I get an e-mail from Daniel
“On Monday we have Winchester's B team playing us and so you'll have to be on your best behavior and KEEP QUIET!”
'Silence' is a lovely word. It's first syllable practically oozes sensuality while its second syllable wafts away like a silken scarf caught by a gentle breeze.
Say it with me.
Say it out loud. That's what I do with all the words in my head.
Chess. Game of silence.
I met Daniel at the door.
I try and communicate with Daniel about the need for a picture or two. I try sign language. And eventually we have to use words. He asks the rest of the club.
“Guy's can we just have....”
So I motion to Dan that I want to play a match. He sets up the board. As we sit down I go through the rules in my head and watch Dan. He moves a pawn. I pause, then do the same. Then he moves something else. So do I.

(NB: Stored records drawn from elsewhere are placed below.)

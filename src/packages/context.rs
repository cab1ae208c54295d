//! Shared plumbing for drivers: argv building, running through the
//! configured [`CommandRunner`], and turning failures into typed errors.

use crate::core::types::PackageManagerType;
use crate::error::{Result, StackmatchError};
use crate::packages::runner::{CancelToken, CommandMode, CommandOutput, CommandRunner, render_command};
use crate::utils::sanitize;
use std::sync::Arc;

#[derive(Clone)]
pub struct ManagerContext {
    kind: PackageManagerType,
    runner: Arc<dyn CommandRunner>,
}

impl ManagerContext {
    pub fn new(kind: PackageManagerType, runner: Arc<dyn CommandRunner>) -> Self {
        Self { kind, runner }
    }

    pub fn kind(&self) -> PackageManagerType {
        self.kind
    }

    pub fn name(&self) -> &'static str {
        self.kind.display_name()
    }

    pub fn executable_available(&self) -> bool {
        self.runner.lookup(self.kind.executable())
    }

    /// Run the manager's own executable, returning output whatever the exit status.
    pub fn probe(&self, cancel: &CancelToken, args: &[&str]) -> Result<CommandOutput> {
        self.probe_with(self.kind.executable(), cancel, args)
    }

    /// Run a helper tool (e.g. `dpkg-query`) for a read-only probe.
    pub fn probe_with(
        &self,
        program: &str,
        cancel: &CancelToken,
        args: &[&str],
    ) -> Result<CommandOutput> {
        self.runner
            .run(program, &argv(args), CommandMode::Query, cancel)
    }

    /// Run a mutating command and return its output whatever the exit status.
    pub fn execute(&self, cancel: &CancelToken, args: &[String]) -> Result<CommandOutput> {
        self.runner
            .run(self.kind.executable(), args, CommandMode::Mutating, cancel)
    }

    /// Run a mutating command; a non-zero exit becomes `CommandFailed`
    /// (or `NotFound` when the output contains one of `not_found_markers`).
    pub fn execute_checked(
        &self,
        cancel: &CancelToken,
        args: &[String],
        package: &str,
        phase: &str,
        not_found_markers: &[&str],
    ) -> Result<String> {
        let output = self
            .execute(cancel, args)
            .map_err(|e| e.in_operation(self.name(), package, phase))?;
        self.check(output, args, package, phase, not_found_markers)
    }

    pub fn check(
        &self,
        output: CommandOutput,
        args: &[String],
        package: &str,
        phase: &str,
        not_found_markers: &[&str],
    ) -> Result<String> {
        let combined = output.combined();
        if output.success {
            return Ok(combined);
        }

        if contains_any(&combined, not_found_markers) {
            return Err(StackmatchError::NotFound {
                package: package.to_string(),
            });
        }

        Err(StackmatchError::CommandFailed {
            command: render_command(self.kind.executable(), args),
            output: combined.trim().to_string(),
        }
        .in_operation(self.name(), package, phase))
    }

    /// Validate a package name and fail with `AlreadyInstalled` when present.
    pub fn ensure_absent(&self, installed: bool, package: &str) -> Result<()> {
        sanitize::validate_package_name(package)?;
        if installed {
            return Err(StackmatchError::AlreadyInstalled {
                package: package.to_string(),
            });
        }
        Ok(())
    }
}

pub fn argv(parts: &[&str]) -> Vec<String> {
    parts.iter().map(|s| s.to_string()).collect()
}

/// `base` followed by each package name.
pub fn argv_with(base: &[&str], packages: &[String]) -> Vec<String> {
    let mut args = argv(base);
    args.extend(packages.iter().cloned());
    args
}

pub fn contains_any(haystack: &str, needles: &[&str]) -> bool {
    needles.iter().any(|needle| haystack.contains(needle))
}

/// Trimmed, non-empty lines after skipping the first `skip`.
pub fn non_empty_lines(text: &str, skip: usize) -> impl Iterator<Item = &str> {
    text.lines()
        .skip(skip)
        .map(str::trim)
        .filter(|line| !line.is_empty())
}

/// Drop a leading `N:` epoch and a trailing `-release` suffix, as used by
/// dpkg, rpm and pacman (`1:2.34.1-1ubuntu1` becomes `2.34.1`).
pub fn strip_epoch_and_release(native: &str) -> String {
    let trimmed = native.trim();
    let without_epoch = match trimmed.split_once(':') {
        Some((epoch, rest)) if !epoch.is_empty() && epoch.chars().all(|c| c.is_ascii_digit()) => {
            rest
        }
        _ => trimmed,
    };
    match without_epoch.rsplit_once('-') {
        Some((upstream, _)) if !upstream.is_empty() => upstream.to_string(),
        _ => without_epoch.to_string(),
    }
}

#[cfg(test)]
mod tests {
    use super::*;

    #[test]
    fn strips_distro_decorations() {
        assert_eq!(strip_epoch_and_release("1:2.34.1-1ubuntu1"), "2.34.1");
        assert_eq!(strip_epoch_and_release("3.12.1-2.fc39"), "3.12.1");
        assert_eq!(strip_epoch_and_release("14.1"), "14.1");
        assert_eq!(strip_epoch_and_release("1.2.3-rc1-1"), "1.2.3-rc1");
    }

    #[test]
    fn argv_appends_packages() {
        let args = argv_with(&["install", "-y"], &["a".to_string(), "b".to_string()]);
        assert_eq!(args, vec!["install", "-y", "a", "b"]);
    }
}
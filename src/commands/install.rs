//! Install Command
//!
//! Installs logical packages under a new journal record so the run can be
//! rolled back later.

use crate::commands::Runtime;
use crate::core::types::PackageRequest;
use crate::environment::EnvironmentData;
use crate::error::Result;
use crate::packages::Orchestrator;
use crate::packages::orchestrator::BatchReport;
use crate::project_identity;
use crate::state::TrackedPackage;
use crate::ui as output;
use colored::Colorize;

#[derive(Debug)]
pub struct InstallOptions {
    /// `name` or `name@constraint`
    pub packages: Vec<String>,
    pub manager: Option<String>,
    pub dry_run: bool,
    pub verify: bool,
}

pub fn run(runtime: &Runtime, options: InstallOptions) -> Result<()> {
    let requests = options
        .packages
        .iter()
        .map(|p| p.parse::<PackageRequest>())
        .collect::<Result<Vec<_>>>()?;

    install_requests(
        runtime,
        &requests,
        None,
        options.manager.as_deref(),
        options.dry_run,
        options.verify,
    )
}

/// Shared by `install` and `apply`: one journal record per call, one
/// tracked package per fresh install.
pub(crate) fn install_requests(
    runtime: &Runtime,
    requests: &[PackageRequest],
    environment: Option<EnvironmentData>,
    manager: Option<&str>,
    dry_run: bool,
    verify: bool,
) -> Result<()> {
    let installer = runtime.installer(manager)?;
    let kind = installer.manager_type();
    let orchestrator = Orchestrator::new(installer, runtime.settings.package_mappings()?)
        .with_progress(!output::is_quiet())
        .with_verification(verify);

    if dry_run {
        output::header(&format!("Would install via {}", kind.display_name()));
        for request in requests {
            let native = orchestrator.resolve_name(&request.name)?;
            let constraint = request
                .constraint
                .as_deref()
                .map(|c| format!(" ({})", c))
                .unwrap_or_default();
            output::indent(&format!("{} -> {}{}", request.name, native.cyan(), constraint), 1);
        }
        return Ok(());
    }

    let tracker = runtime.tracker()?;
    let record = tracker.start_installation(environment)?;
    output::header(&format!(
        "Installing {} package(s) via {}",
        requests.len(),
        kind.display_name()
    ));
    output::keyval("Installation", &record.id);

    let mut tracking_error = None;
    let report = orchestrator.install_packages_observed(&runtime.cancel, requests, |package| {
        if tracking_error.is_some() {
            return;
        }
        let tracked = TrackedPackage::new(&package.name, &package.version, kind);
        if let Err(e) = tracker.add_package(&record.id, tracked) {
            tracking_error = Some(e);
        }
    });

    print_report(&report);

    if let Some(e) = tracking_error {
        tracker.fail_installation(&record.id, &e.to_string())?;
        return Err(e);
    }

    match report.into_result() {
        Ok(_) => {
            tracker.complete_installation(&record.id)?;
            output::success(&format!("Installation {} completed", record.id));
            Ok(())
        }
        Err(e) => {
            tracker.fail_installation(&record.id, &e.to_string())?;
            output::info(&format!(
                "Undo the packages installed so far with: {}",
                project_identity::cli_with(&format!("rollback {}", record.id))
            ));
            Err(e)
        }
    }
}

fn print_report(report: &BatchReport) {
    for package in &report.installed {
        output::success(&format!("{} {}", package.name, package.version.green()));
    }
    for package in &report.already_present {
        output::indent(
            &format!(
                "{} {} {}",
                package.name,
                package.version,
                "(already installed)".dimmed()
            ),
            1,
        );
    }
    for (name, reason) in &report.failed {
        output::error(&format!("{}: {}", name, reason));
    }
}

I have no real idea how to win. Every so often Dan takes on of my pieces and then finally after about 7 minutes (bear in mind I was leaving some pretty decent pauses).
I really want to congratulate Dan on a good game but I don't know how to. In fact it's beginning to get to me that I haven't said a single word for nearly 15 minutes. How do these people cope?
Anyway I could go home at this point but it doesn't really feel like I've properly ticked them after only quarter of an hour so there is nothing for it. I'm going to have to play Dan again. I catch his eye with a sort of a smile. I'm not sure that says “Please play me again”. So I twin that expression with a sweeping motion of my hand in the direction of the board. I consider this for a moment and then realize that I'm probably saying “Wow. What a fabulous board you've got there!” So I adopt a more serious look, with a hint of challenge and while looking him in the face. This just looks like I'm coming on to him. In the end I settle for just setting up my side of the board.
Dan shrugs and looks at me like “Oh! You want to be beaten again.” and sets up his side. He pauses to rearrange my pieces in the right order and we play again.
I try to use the pauses between my goes to actually think, but it's hard.
It's Dan's go and he is taking ages. I glance round the room. Everyone else is busy playing.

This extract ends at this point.